## [Task]
Print the data below exactly, but only the lines from the one containing "(**self).sleep(dur, cancel)" down to the one containing "impl Sleeper for ThreadSleeper", inclusive.

━━ Given entries ━━

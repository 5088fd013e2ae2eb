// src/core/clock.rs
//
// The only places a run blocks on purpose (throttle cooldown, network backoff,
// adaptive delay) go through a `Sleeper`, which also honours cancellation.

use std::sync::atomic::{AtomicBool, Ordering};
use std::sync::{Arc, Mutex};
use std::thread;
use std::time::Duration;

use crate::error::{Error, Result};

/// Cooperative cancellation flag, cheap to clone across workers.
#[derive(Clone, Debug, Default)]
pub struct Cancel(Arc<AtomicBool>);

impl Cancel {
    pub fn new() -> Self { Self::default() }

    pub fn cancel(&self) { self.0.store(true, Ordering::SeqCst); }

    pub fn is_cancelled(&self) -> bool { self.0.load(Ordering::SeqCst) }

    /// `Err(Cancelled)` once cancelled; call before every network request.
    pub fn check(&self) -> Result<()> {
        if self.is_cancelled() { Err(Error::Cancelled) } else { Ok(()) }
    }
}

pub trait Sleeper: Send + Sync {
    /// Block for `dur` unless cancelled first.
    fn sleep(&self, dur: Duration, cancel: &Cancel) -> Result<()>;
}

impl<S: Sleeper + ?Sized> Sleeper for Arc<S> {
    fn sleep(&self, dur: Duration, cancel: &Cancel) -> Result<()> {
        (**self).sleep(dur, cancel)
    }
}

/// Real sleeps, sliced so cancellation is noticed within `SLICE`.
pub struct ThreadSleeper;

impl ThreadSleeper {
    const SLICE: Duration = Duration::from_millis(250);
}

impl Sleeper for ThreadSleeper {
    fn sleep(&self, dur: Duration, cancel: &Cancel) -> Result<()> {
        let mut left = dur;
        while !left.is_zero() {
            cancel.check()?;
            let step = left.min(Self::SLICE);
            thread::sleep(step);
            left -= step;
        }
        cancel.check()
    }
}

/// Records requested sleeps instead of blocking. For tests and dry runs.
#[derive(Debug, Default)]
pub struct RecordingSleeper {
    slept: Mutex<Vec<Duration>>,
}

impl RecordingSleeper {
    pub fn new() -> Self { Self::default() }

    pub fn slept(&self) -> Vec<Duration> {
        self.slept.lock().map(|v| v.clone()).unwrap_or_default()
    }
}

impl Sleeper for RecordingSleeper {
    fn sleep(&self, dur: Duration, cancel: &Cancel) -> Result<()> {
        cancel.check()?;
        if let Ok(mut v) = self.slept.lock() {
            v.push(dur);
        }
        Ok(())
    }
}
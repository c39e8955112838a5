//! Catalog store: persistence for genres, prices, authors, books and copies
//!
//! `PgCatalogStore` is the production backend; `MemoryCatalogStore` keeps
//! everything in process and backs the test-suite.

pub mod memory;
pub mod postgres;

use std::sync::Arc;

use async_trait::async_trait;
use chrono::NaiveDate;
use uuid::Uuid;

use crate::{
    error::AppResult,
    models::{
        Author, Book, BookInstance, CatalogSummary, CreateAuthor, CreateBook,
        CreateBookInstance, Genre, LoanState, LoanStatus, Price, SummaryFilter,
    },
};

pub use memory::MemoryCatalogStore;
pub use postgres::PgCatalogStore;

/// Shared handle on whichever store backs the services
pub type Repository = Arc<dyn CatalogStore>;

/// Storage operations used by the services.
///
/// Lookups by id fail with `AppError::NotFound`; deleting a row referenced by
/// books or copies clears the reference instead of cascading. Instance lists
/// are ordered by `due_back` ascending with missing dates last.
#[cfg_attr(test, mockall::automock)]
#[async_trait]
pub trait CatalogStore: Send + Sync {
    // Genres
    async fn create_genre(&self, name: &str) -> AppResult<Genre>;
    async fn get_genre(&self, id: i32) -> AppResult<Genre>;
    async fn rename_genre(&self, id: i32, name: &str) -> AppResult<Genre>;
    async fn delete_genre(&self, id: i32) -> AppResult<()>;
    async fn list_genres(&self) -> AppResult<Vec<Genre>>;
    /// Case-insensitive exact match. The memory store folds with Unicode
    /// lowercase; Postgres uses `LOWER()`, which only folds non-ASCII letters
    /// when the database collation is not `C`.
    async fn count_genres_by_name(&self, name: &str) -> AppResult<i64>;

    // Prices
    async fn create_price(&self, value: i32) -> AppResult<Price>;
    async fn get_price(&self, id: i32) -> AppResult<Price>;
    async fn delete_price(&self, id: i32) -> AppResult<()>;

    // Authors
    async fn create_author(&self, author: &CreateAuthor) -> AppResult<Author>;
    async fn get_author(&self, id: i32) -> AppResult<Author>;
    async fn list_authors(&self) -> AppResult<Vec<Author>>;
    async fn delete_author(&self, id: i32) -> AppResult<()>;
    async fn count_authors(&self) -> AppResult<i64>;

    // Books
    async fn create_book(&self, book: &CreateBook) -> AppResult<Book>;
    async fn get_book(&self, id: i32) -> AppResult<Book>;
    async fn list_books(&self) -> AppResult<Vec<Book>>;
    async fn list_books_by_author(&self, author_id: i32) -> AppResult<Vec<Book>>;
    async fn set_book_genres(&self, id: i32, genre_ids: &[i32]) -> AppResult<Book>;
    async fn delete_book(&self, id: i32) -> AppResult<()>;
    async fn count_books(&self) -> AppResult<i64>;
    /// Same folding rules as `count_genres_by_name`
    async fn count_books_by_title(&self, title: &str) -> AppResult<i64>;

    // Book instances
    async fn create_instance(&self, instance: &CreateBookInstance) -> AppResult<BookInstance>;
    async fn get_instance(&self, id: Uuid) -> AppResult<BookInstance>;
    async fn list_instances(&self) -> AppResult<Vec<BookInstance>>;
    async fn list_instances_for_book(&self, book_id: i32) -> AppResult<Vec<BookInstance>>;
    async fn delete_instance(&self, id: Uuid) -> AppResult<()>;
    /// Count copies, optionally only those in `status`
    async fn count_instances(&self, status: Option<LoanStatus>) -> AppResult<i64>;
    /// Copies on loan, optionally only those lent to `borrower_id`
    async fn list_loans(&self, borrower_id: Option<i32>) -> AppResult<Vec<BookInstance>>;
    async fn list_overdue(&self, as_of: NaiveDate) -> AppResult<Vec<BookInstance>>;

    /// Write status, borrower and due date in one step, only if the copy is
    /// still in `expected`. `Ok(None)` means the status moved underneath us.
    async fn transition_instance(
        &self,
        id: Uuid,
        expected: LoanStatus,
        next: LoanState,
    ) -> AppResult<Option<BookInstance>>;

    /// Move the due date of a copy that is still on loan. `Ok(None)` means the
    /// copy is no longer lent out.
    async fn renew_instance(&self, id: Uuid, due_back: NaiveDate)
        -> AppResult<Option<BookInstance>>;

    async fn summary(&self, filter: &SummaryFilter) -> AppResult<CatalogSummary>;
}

━━━

## [Response to this exercise]
        (**self).sleep(dur, cancel)
    }
}

/// Real sleeps, sliced so cancellation is noticed within `SLICE`.
pub struct ThreadSleeper;

impl ThreadSleeper {
    const SLICE: Duration = Duration::from_millis(250);
}

impl Sleeper for ThreadSleeper {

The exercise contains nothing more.